La subordination de l’ethnologie à la littérature relève de l’obscurantisme quand elle suppose que son insondable profondeur maintiendra l’Homme hors des limites de toute connaissance rationnelle.
J’ai bonne conscience sous ce rapport puisque j’ai achevé la rédaction d’un roman (Le salon de 1850) il y a quelques semaines à peine. Et quelques jours plus tard, j’entreprenais d’en écrire un autre. Cette expérience représenta pour moi la découverte de plaisirs jusque-là inconnus : jubilations induites par les trouvailles de langue, hésitations résolues de qui découvre l’éventail des signifiants ouvert à son choix, musique des mots aux multiples résonances.
Qu’on se souvienne aussi de ma plus récente chronique, consacrée à un roman : La Caravane de Pâques de Roger Vercel. J’avais tenu à souligner que l’écriture romanesque pouvait à l’occasion fournir à l’ethnologie bien plus qu’un simple substitut. Mieux encore, je lis en ce moment un ouvrage de Michael Jackson (sans parenté) intitulé Barawa and the Ways Birds Fly in the Sky *, « roman ethnographique » selon les termes de l’auteur, et je prends à la lecture de cette écriture au lyrisme maîtrisé, le plaisir authentique de découvrir les Kouranko du Sierra Leone (j’ajoute que j’aurais probablement reculé devant la lecture d’une monographie qui leur serait consacrée).
UNE IRRITATION À EXPLIQUER
Dans ces conditions, pourquoi suis-je à ce point irrité par toute suggestion que l’écriture ethnologique devrait se rapprocher de l’écriture romanesque ? Quand cette suggestion provient de personnes extérieures à la profession, il est bien possible que je succombe sans plus à la tentation corporatiste : « De quoi se mêle donc ce fâcheux ? S’imaginerait-il recommandant à un chimiste de s’adonner plutôt à la poésie ? Il se ferait bien recevoir ! Pourquoi faut-il que nous, ethnologues, accueillions poliment de telles propositions ? » Mais quand des propos semblables sont tenus par des collègues qu’y a-t-il donc à redire ?

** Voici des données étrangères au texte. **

// Copyright 2025 the Inview Authors
// SPDX-License-Identifier: Apache-2.0 OR MIT

use criterion::{BatchSize, Criterion, black_box, criterion_group, criterion_main};
use inview_enter::{EnterConfig, EnterFrames, Mode, ViewEnter};
use inview_playback::{EffectResolver, RecordingHandle};
use inview_viewport::{StubViewport, VisibilityEntry};
use kurbo::Rect;

struct Effects;

impl EffectResolver<u32> for Effects {
    type Spec = &'static str;
    type Handle = RecordingHandle;

    fn resolve(&mut self, _target: u32, _spec: &Self::Spec) -> Option<RecordingHandle> {
        Some(RecordingHandle::new())
    }
}

fn entry(intersecting: bool) -> VisibilityEntry {
    VisibilityEntry::new(
        intersecting,
        Rect::new(0.0, 100.0, 100.0, 300.0),
        Rect::new(0.0, 0.0, 800.0, 600.0),
    )
}

fn populated(
    n: u32,
    mode: Mode,
) -> (ViewEnter<u32, RecordingHandle>, StubViewport<u32>) {
    let mut controller = ViewEnter::new();
    let mut viewport = StubViewport::new();
    let mut effects = Effects;
    for key in 0..n {
        controller.add(
            key,
            key,
            &"effect",
            EnterConfig::new(mode).threshold(0.3),
            &mut effects,
            &mut viewport,
        );
    }
    (controller, viewport)
}

fn bench_controller(c: &mut Criterion) {
    let mut group = c.benchmark_group("inview_controller");
    group.sample_size(50);

    for &n in &[64_u32, 1_024_u32] {
        group.bench_function(format!("add_remove_churn(n={n})"), |b| {
            b.iter_batched(
                || (ViewEnter::new(), StubViewport::new()),
                |(mut controller, mut viewport)| {
                    let mut effects = Effects;
                    for key in 0..n {
                        controller.add(
                            key,
                            key,
                            &"effect",
                            EnterConfig::new(Mode::State),
                            &mut effects,
                            &mut viewport,
                        );
                    }
                    for key in 0..n {
                        controller.remove(key, &mut viewport);
                    }
                    black_box((controller, viewport));
                },
                BatchSize::LargeInput,
            );
        });

        for mode in [Mode::Alternate, Mode::State] {
            group.bench_function(format!("signal_all_enter_exit(n={n},{mode:?})"), |b| {
                b.iter_batched(
                    || {
                        let (controller, viewport) = populated(n, mode);
                        let subs: Vec<_> = (0..n)
                            .map(|key| viewport.subscriptions_for(key)[0])
                            .collect();
                        (controller, viewport, subs)
                    },
                    |(mut controller, mut viewport, subs)| {
                        let mut frames = EnterFrames::new();
                        for &sub in &subs {
                            controller.on_visibility(
                                sub,
                                &entry(true),
                                &mut viewport,
                                &mut frames,
                            );
                        }
                        for &sub in &subs {
                            controller.on_visibility(
                                sub,
                                &entry(false),
                                &mut viewport,
                                &mut frames,
                            );
                        }
                        controller.flush_frames(&mut frames, &mut viewport);
                        black_box(controller);
                    },
                    BatchSize::LargeInput,
                );
            });
        }

        // The safe protocol: every binding is taller than its threshold
        // allows, so the first non-intersecting pass probes and replaces.
        group.bench_function(format!("safe_replacement_wave(n={n})"), |b| {
            b.iter_batched(
                || {
                    let mut controller = ViewEnter::new();
                    let mut viewport = StubViewport::new();
                    let mut effects = Effects;
                    for key in 0..n {
                        controller.add(
                            key,
                            key,
                            &"effect",
                            EnterConfig::new(Mode::Once).threshold(0.9).safe(true),
                            &mut effects,
                            &mut viewport,
                        );
                    }
                    let subs: Vec<_> = (0..n)
                        .map(|key| viewport.subscriptions_for(key)[0])
                        .collect();
                    (controller, viewport, subs)
                },
                |(mut controller, mut viewport, subs)| {
                    let mut frames = EnterFrames::new();
                    let tall = VisibilityEntry::new(
                        false,
                        Rect::new(0.0, 600.0, 100.0, 1800.0),
                        Rect::new(0.0, 0.0, 800.0, 600.0),
                    );
                    for &sub in &subs {
                        controller.on_visibility(sub, &tall, &mut viewport, &mut frames);
                    }
                    controller.flush_frames(&mut frames, &mut viewport);
                    black_box((controller, viewport));
                },
                BatchSize::LargeInput,
            );
        });
    }

    group.finish();
}

criterion_group!(benches, bench_controller);
criterion_main!(benches);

Serait-ce alors qu’il y ait dans l’idée même de « mélange des genres » quelque chose qui rebute ? C’est probable : il est rarement de bonne pratique de faire deux choses à la fois. Serait-ce aussi que le style de la fiction soit en ethnologie particulièrement malvenu ? Certainement, il débouche ici sur une confusion particulièrement détestable : la traduction dans les termes de la nôtre d’une culture réellement distincte dans toutes ses options est un exercice délicat : soit cette culture est maintenue dans son altérité radicale, sans que soit jeté entre elle et nous le moindre pont, et l’on s’est déchargé alors de la tâche proprement anthropologique d’expliquer l’autre (on connaît ces monographies encombrées d’une foultitude de termes indigènes intraduits et qui constituent un remède très sûr à la lecture), soit il est fait au contraire appel pour rendre compte de sa spécificité aux procédés de l’écriture romanesque, et le style de la fiction se voit ainsi utilisé à contre-sens : mettant en scène le vrai au lieu du vraisemblable ; le tout s’identifiant à une stratégie proprement sophistique de négation de la différence : notre intuition « psychologique » de lecteur de fiction ne pouvant s’appliquer qu’aux héros qui soient indubitablement nos alter ego, sans que cette identification puisse être présupposée.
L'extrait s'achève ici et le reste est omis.